§ **TASK**
Check each line of the records below and collect those that include the word "Display".

§ **DATA SUPPLIED**

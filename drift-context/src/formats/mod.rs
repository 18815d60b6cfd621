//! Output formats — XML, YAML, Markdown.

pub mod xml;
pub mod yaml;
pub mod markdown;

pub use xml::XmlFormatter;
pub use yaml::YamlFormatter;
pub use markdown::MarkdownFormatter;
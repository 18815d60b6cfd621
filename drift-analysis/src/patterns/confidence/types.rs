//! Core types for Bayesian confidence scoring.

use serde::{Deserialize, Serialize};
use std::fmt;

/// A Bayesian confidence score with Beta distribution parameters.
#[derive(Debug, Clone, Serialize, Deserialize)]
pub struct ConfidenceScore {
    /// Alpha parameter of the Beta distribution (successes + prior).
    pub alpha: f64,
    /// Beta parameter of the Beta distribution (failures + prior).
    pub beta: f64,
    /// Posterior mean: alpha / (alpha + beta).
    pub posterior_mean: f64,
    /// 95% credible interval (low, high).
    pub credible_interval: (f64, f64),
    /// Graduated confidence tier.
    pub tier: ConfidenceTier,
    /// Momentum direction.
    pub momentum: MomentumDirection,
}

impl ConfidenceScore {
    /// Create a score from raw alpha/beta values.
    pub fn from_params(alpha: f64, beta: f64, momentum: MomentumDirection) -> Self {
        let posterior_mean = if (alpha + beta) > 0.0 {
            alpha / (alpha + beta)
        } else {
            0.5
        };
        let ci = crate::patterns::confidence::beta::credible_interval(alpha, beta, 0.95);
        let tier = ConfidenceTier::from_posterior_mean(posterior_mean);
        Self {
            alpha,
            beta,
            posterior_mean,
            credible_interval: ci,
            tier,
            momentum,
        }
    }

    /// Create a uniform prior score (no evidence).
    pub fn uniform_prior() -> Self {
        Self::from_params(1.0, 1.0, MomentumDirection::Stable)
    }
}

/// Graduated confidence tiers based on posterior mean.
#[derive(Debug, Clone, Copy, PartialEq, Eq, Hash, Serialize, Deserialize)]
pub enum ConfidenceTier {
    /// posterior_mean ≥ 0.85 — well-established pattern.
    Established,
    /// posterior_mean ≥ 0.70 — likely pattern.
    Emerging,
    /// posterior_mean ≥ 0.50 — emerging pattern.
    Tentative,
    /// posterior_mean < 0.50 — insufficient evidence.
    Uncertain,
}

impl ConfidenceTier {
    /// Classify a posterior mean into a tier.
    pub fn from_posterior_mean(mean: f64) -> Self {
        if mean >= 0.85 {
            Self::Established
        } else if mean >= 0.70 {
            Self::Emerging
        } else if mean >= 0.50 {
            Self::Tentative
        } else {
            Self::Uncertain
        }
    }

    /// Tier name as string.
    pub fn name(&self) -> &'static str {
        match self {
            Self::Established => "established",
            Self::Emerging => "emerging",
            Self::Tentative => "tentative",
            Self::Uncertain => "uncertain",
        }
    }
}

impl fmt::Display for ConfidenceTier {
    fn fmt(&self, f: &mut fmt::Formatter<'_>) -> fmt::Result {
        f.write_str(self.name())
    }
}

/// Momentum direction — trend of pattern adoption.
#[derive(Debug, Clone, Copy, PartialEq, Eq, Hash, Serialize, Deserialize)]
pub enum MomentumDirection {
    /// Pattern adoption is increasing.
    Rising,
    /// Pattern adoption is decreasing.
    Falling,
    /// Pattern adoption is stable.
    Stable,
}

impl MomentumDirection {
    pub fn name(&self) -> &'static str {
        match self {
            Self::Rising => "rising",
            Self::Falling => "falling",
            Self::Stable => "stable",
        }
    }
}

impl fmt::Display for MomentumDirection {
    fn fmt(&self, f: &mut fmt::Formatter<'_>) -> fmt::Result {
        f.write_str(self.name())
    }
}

==

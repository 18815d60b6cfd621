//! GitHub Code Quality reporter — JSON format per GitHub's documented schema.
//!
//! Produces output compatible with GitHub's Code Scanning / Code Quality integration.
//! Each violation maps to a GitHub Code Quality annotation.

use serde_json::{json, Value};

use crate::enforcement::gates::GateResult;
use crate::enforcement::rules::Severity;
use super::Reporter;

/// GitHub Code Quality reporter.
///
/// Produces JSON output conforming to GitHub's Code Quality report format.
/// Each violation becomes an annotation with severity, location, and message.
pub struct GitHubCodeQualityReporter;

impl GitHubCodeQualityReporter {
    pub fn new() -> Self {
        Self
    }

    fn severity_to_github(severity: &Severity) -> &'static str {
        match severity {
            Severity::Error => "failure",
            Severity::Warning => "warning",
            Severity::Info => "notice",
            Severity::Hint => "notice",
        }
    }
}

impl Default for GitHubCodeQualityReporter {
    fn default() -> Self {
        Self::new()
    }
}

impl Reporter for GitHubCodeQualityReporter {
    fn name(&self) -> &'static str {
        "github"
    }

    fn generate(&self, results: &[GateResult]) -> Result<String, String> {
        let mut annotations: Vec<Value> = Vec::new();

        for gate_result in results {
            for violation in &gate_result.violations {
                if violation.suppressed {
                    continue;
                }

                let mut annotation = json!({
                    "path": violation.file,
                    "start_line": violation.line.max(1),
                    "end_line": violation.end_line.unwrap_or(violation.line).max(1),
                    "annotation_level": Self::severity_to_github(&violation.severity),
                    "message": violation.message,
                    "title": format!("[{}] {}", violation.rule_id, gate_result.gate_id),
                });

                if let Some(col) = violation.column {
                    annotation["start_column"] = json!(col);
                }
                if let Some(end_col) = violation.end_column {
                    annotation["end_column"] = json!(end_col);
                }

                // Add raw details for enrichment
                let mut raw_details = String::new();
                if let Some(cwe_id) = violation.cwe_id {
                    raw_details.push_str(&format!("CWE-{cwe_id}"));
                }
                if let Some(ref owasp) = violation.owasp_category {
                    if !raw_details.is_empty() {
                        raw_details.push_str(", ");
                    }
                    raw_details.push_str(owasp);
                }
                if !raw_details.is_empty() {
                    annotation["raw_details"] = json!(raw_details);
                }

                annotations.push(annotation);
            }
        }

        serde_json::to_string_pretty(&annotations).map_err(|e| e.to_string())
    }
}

§ **OUTPUT FOR THIS EXERCISE**
impl fmt::Display for ConfidenceTier {
impl fmt::Display for MomentumDirection {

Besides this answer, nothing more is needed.